Discussion in 'Economics' started by BigCandle, Jan 9, 2012.

  1. Turns out that letter of unconditional support for Israel almost every congressman signs except Ron Paul, which by the way is treasonous considering we are talking about another country.

    Turns out it's not so much about ideology as about Money Money

    For the psychopaths on Capitol Hill, each new military escapade is a lottery windfall.

    To make sure American politicians play their role, Congressmen are allowed to own stocks in defense contractors, and make millions of dollars buying and selling them using insider knowledge.

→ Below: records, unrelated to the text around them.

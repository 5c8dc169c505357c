//! Record header: the first payload word of every frame.
//!
//! ```text
//!  31            16 15    12 11     8 7          0
//! ┌────────────────┬────────┬────────┬────────────┐
//! │ magic 0x4E6F   │ opcode │   be   │   count    │
//! └────────────────┴────────┴────────┴────────────┘
//! ```

use crate::error::SerwbError;
use crate::message::Opcode;

/// Constant upper half of every record header.
pub const RECORD_MAGIC: u16 = 0x4E6F;

/// Words preceding the data in a record (header and address).
pub const RECORD_HEADER_WORDS: usize = 2;

/// Largest word count one record can carry.
pub const MAX_RECORD_WORDS: usize = 255;

/// All four byte lanes enabled.
pub const BYTE_ENABLE_ALL: u8 = 0xF;

#[derive(Debug, Clone, Copy, PartialEq, Eq, Hash)]
pub struct RecordHeader {
    pub opcode: Opcode,
    /// Byte-lane mask (bits 3..0); applies to every word of a write.
    pub byte_enable: u8,
    /// Number of words written, requested or returned (1..=255).
    pub count: u8,
}

impl RecordHeader {
    pub fn new(opcode: Opcode, byte_enable: u8, count: u8) -> Self {
        Self {
            opcode,
            byte_enable: byte_enable & 0xF,
            count,
        }
    }

    pub fn pack(&self) -> u32 {
        (RECORD_MAGIC as u32) << 16
            | (self.opcode as u32) << 12
            | ((self.byte_enable & 0xF) as u32) << 8
            | self.count as u32
    }

    pub fn unpack(word: u32) -> Result<Self, SerwbError> {
        let magic = (word >> 16) as u16;
        if magic != RECORD_MAGIC {
            return Err(SerwbError::InvalidMagic(magic));
        }
        let opcode = Opcode::try_from(((word >> 12) & 0xF) as u8)?;
        let count = (word & 0xFF) as u8;
        if count == 0 {
            return Err(SerwbError::ProtocolViolation("record with zero word count"));
        }
        Ok(Self {
            opcode,
            byte_enable: ((word >> 8) & 0xF) as u8,
            count,
        })
    }

    /// Total record length in words, header included.
    pub fn record_words(&self) -> usize {
        let data = if self.opcode.carries_data() {
            self.count as usize
        } else {
            0
        };
        RECORD_HEADER_WORDS + data
    }
}
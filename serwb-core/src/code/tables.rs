//! 8b/10b sub-block tables and the derived decode lookup.
//!
//! Values are written with bit `a` (resp. `f`) as the most significant
//! bit, in the column used when the entering running disparity is
//! negative. The positive column is derived by complementing.

use std::sync::OnceLock;

use super::{Disparity, Symbol};

/// 5b/6b sub-block (abcdei) for D.x, entering RD-.
pub(crate) const FIVE_SIX: [u8; 32] = [
    0b100111, 0b011101, 0b101101, 0b110001, 0b110101, 0b101001, 0b011001, 0b111000, // 0..7
    0b111001, 0b100101, 0b010101, 0b110100, 0b001101, 0b101100, 0b011100, 0b010111, // 8..15
    0b011011, 0b100011, 0b010011, 0b110010, 0b001011, 0b101010, 0b011010, 0b111010, // 16..23
    0b110011, 0b100110, 0b010110, 0b110110, 0b001110, 0b101110, 0b011110, 0b101011, // 24..31
];

/// 5b/6b sub-block for K.28, entering RD-.
pub(crate) const K28_SIX: u8 = 0b001111;

/// 3b/4b sub-block (fghj) for D.x.y, entering RD-. Index 7 is the
/// primary encoding; the alternate is [`ALT_SEVEN`].
pub(crate) const THREE_FOUR: [u8; 8] = [
    0b1011, 0b1001, 0b0101, 0b1100, 0b1101, 0b1010, 0b0110, 0b1110,
];

/// Alternate D.x.A7, entering RD-.
pub(crate) const ALT_SEVEN: u8 = 0b0111;

/// 3b/4b sub-block for K.x.y, entering RD-. Always complemented for RD+.
pub(crate) const K_THREE_FOUR: [u8; 8] = [
    0b1011, 0b0110, 0b1010, 0b1100, 0b1101, 0b0101, 0b1001, 0b0111,
];

/// Every control byte the alphabet can carry.
pub const CONTROL_SYMBOLS: [u8; 12] = [
    0x1C, 0x3C, 0x5C, 0x7C, 0x9C, 0xBC, 0xDC, 0xFC, // K28.0 .. K28.7
    0xF7, 0xFB, 0xFD, 0xFE, // K23.7, K27.7, K29.7, K30.7
];

/// Returns `true` when `value` is a valid control byte.
pub fn is_control(value: u8) -> bool {
    CONTROL_SYMBOLS.contains(&value)
}

/// Whether D.x.7 must use the alternate encoding to avoid a run of five.
pub(crate) fn use_alt_seven(x: u8, rd: Disparity) -> bool {
    match rd {
        Disparity::Negative => matches!(x, 17 | 18 | 20),
        Disparity::Positive => matches!(x, 11 | 13 | 14),
    }
}

// ── Decode lookup ────────────────────────────────────────────────

/// One valid code group for a given entering disparity.
#[derive(Debug, Clone, Copy, PartialEq, Eq)]
pub(crate) struct Entry {
    pub symbol: Symbol,
    pub rd_out: Disparity,
}

/// Reverse lookup indexed by `[entering disparity][code group]`.
pub(crate) struct DecodeTable {
    entries: [[Option<Entry>; 1024]; 2],
}

impl DecodeTable {
    fn build() -> Self {
        let mut entries = [[None; 1024]; 2];
        for rd in [Disparity::Negative, Disparity::Positive] {
            let data = (0..=255u8).map(|v| (v, false));
            let control = CONTROL_SYMBOLS.iter().map(|&v| (v, true));
            for (value, k) in data.chain(control) {
                // Every (value, k) pair here is encodable by construction.
                if let Ok((code, rd_out)) = super::encode_symbol(value, k, rd) {
                    entries[rd.index()][code as usize] = Some(Entry {
                        symbol: Symbol { value, control: k },
                        rd_out,
                    });
                }
            }
        }
        Self { entries }
    }

    /// Look up a code group for the given entering disparity.
    pub fn get(&self, rd: Disparity, code: u16) -> Option<Entry> {
        self.entries[rd.index()][(code & 0x3FF) as usize]
    }
}

/// Shared, lazily built decode table.
pub(crate) fn decode_table() -> &'static DecodeTable {
    static TABLE: OnceLock<DecodeTable> = OnceLock::new();
    TABLE.get_or_init(DecodeTable::build)
}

    According to reports from, in 2006, 151 members of Congress had $195.5 million invested in defense corporations. Their average net worth was $910,000 compared to $100,000 for American families in general. Over 50 range between $5 million and $190 million. John Kerry is at the top end of the scale.

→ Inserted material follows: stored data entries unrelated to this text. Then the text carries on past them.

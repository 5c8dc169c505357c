//! Loopback run: a master and a slave endpoint over one simulated lane pair.
//!
//! The link master is the bus requester; the link slave drives an
//! in-memory bus. A pattern is written across the tunnel, read back and
//! compared, both through the tunnel and against the remote memory.

use std::time::{Duration, Instant};

use tracing::{info, warn};

use serwb_core::{
    BusRole, LinkRole, LinkStatus, MemoryBus, SerwbError, spawn_endpoint, wire_pair,
};

use crate::config::LoopbackConfig;

// ── LoopbackReport ───────────────────────────────────────────────

/// A word that did not come back as written.
#[derive(Debug, Clone, Copy, PartialEq, Eq)]
pub struct Mismatch {
    pub address: u32,
    pub expected: u32,
    pub actual: u32,
}

/// Outcome of one loopback run.
#[derive(Debug, Clone)]
pub struct LoopbackReport {
    /// Time from start-up until both ends were READY.
    pub training: Duration,
    /// Time spent on the traffic script.
    pub traffic: Duration,
    pub words: usize,
    /// Read-back differences seen through the tunnel.
    pub mismatches: Vec<Mismatch>,
    /// Words whose remote memory content differs from the pattern.
    pub remote_mismatches: usize,
    pub master: LinkStatus,
    pub slave: LinkStatus,
}

impl LoopbackReport {
    pub fn passed(&self) -> bool {
        self.mismatches.is_empty() && self.remote_mismatches == 0
    }

    /// Emit the summary through `tracing`.
    pub fn log(&self) {
        info!(
            words = self.words,
            training = ?self.training,
            traffic = ?self.traffic,
            master_offset = ?self.master.offset,
            slave_offset = ?self.slave.offset,
            decode_errors = self.master.decode_errors + self.slave.decode_errors,
            retrains = self.master.generation.saturating_sub(1),
            "loopback summary"
        );
        for m in self.mismatches.iter().take(8) {
            warn!(
                address = format_args!("{:#010x}", m.address),
                expected = format_args!("{:#010x}", m.expected),
                actual = format_args!("{:#010x}", m.actual),
                "read-back mismatch"
            );
        }
        if self.passed() {
            info!("loopback passed");
        } else {
            warn!(
                mismatches = self.mismatches.len(),
                remote = self.remote_mismatches,
                "loopback failed"
            );
        }
    }
}

/// Address-dependent test pattern.
pub fn pattern(base: u32, words: usize) -> Vec<u32> {
    (0..words as u32)
        .map(|i| {
            let address = base.wrapping_add(4 * i);
            (address ^ 0xA5A5_5A5A).rotate_left(i % 32) ^ i.wrapping_mul(0x9E37_79B9)
        })
        .collect()
}

// ── LoopbackService ──────────────────────────────────────────────

pub struct LoopbackService {
    config: LoopbackConfig,
}

impl LoopbackService {
    pub fn new(config: LoopbackConfig) -> Self {
        Self { config }
    }

    pub fn config(&self) -> &LoopbackConfig {
        &self.config
    }

    /// Bring the link up, run the traffic script and shut both ends down.
    pub async fn run(&self) -> Result<LoopbackReport, SerwbError> {
        let link = &self.config.link;
        let wire = &self.config.wire;
        let traffic = &self.config.traffic;
        link.validate()?;

        let (a, b) = wire_pair(link.word_bits(), wire.depth, wire.skew_ab, wire.skew_ba);
        let (a, b) = if wire.error_interval > 0 {
            (a.with_errors(wire.error_interval), b.with_errors(wire.error_interval))
        } else {
            (a, b)
        };
        info!(
            lanes = link.lanes,
            skew_ab = wire.skew_ab,
            skew_ba = wire.skew_ba,
            error_interval = wire.error_interval,
            "starting loopback"
        );

        let memory = MemoryBus::new();
        let master = spawn_endpoint(link, LinkRole::Master, BusRole::Slave, a, None)?;
        let slave = spawn_endpoint(
            link,
            LinkRole::Slave,
            BusRole::Master,
            b,
            Some(Box::new(memory.clone())),
        )?;

        let started = Instant::now();
        let limit = Duration::from_millis(wire.ready_timeout_ms);
        master.wait_ready(limit).await?;
        slave.wait_ready(limit).await?;
        let training = started.elapsed();
        info!(?training, "link ready");

        let bus = master
            .bus()
            .ok_or(SerwbError::Config("link master has no bus port".into()))?;
        let expected = pattern(traffic.base_address, traffic.words);
        let address = |i: usize| traffic.base_address.wrapping_add(4 * i as u32);

        let started = Instant::now();
        let readback = if traffic.burst {
            bus.write_burst(traffic.base_address, &expected).await?;
            bus.read_burst(traffic.base_address, expected.len()).await?
        } else {
            for (i, value) in expected.iter().enumerate() {
                bus.write(address(i), *value).await?;
            }
            let mut out = Vec::with_capacity(expected.len());
            for i in 0..expected.len() {
                out.push(bus.read(address(i)).await?);
            }
            out
        };
        let traffic_time = started.elapsed();

        let mismatches: Vec<Mismatch> = expected
            .iter()
            .zip(&readback)
            .enumerate()
            .filter(|(_, (e, a))| e != a)
            .map(|(i, (e, a))| Mismatch {
                address: address(i),
                expected: *e,
                actual: *a,
            })
            .collect();

        let mut remote_mismatches = 0;
        for (i, value) in expected.iter().enumerate() {
            if memory.peek(address(i)).await != *value {
                remote_mismatches += 1;
            }
        }

        let report = LoopbackReport {
            training,
            traffic: traffic_time,
            words: expected.len(),
            mismatches,
            remote_mismatches,
            master: master.status(),
            slave: slave.status(),
        };

        master.shutdown().await?;
        slave.shutdown().await?;
        Ok(report)
    }
}

// ── Tests ────────────────────────────────────────────────────────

    If you are a member of Congress and you sit on a 'defense committee', you are free to trade as much defense stock as you want to. A shocking example is former presidential candidate John Kerry, who has $30 million invested in defense contractors.

    Wars are planned by groups such as the Council of Foreign Relations, founded by David Rockefeller and Rothschilds. They feature both politicians and CEO's of defense contractors.

    Another group is the 'Atlantic Council'. On their website, they describe their mission as "drafting roadmaps for U.S. policy towards the Balkans, Cuba, Iraq, Iran and Libya." Corporate membership includes all four of the top four defense corporations in the country: Lockheed Martin, Boeing, Northrop Grumman, and Raytheon.

    Recently General Jim Jones left his job as chairman of the Atlantic Council to work as Obama's National Security Adviser. Four other prominent officials from Obama's administration are also members: Susan Rice, Richard Holbrooke, General Eric Shinseki, and the ominously named Anne-Marie Slaughter.

    Another example is the cozy relationship that existed between Northrop Grumman, the fourth largest defense corporation in the world, and the Bush administration. According to Corpwatch, at least seven former officials, consultants or shareholders of Northrop Grumman held positions in the Bush administration. Unsurprisingly, as the war on terror expanded, Northrop Grumman saw net sales of $7.6 billion in 2000 skyrocket to $34 billion by 2008.

    Most defense contractors fund the Republicans and Democrats equally. During the 2008 election, Lockheed Martin gave $2,612,219 in total political campaign donations, with 49% to Democrats ($1,285,493) and 51% to Republicans ($1,325,159).

  2. piezoe


    Is this anything we did not know? Well perhaps some of the details. What to do about it? That's the important question.

    Very difficult to do anything about it when to be a warrior in an undeclared war of aggression is to be a hero; when it is politically incorrect to oppose war.

    The war industry has learned to use the same methods that the religion industry and the Zionists use. You get things rolling with a healthy dose of fear, then once you've made it politically incorrect to even question, let alone criticize, you needn't worry anymore about opposition.

    (Just writing what I have written above can invite labels such as "pacifist kook, anti-semite, atheist", etc. In the United States, certain camps of political thinking have even been able to attach a negative connotation to the term "intellectual", as if there was such a thing as too much education. It is the intellectuals that oppose war, that are soft on communism -- and now socialism -- that are blind to the menace of China.)
  3. Something in the culture changed, too. After Vietnam, the military wasn't considered desirable. No one wanted to "serve" in another war like that, and a lot of military "lifers" were considered riff raff who couldn't function well in society.

    Since all the Middle Eastern adventurism began in the 90s, opinions have changed. People think of the military once again as a highly-desirable and respectable calling. "We're sooooo proud of our son who enlisted. He looks great his uniform and is defending our freedoms in Afghanistan right now!"

    There have been a lot of reasons for this. One is Hollywood. They often consult with the military on war and military life-related movies. In general, films have been more pro-military in recent years.
  4. hee hee, sure, a war in SE Asia doesn't buy Israel much of anything but in the ME, now THAT'S a war!!
  5. d08


    It's the same thing Soviet Russian communists did -- calling someone "intellectual" was a pretty strong insult. I guess it's just one of the many similarities.
    I completely agree with what you said, btw, couldn't have said it any better myself.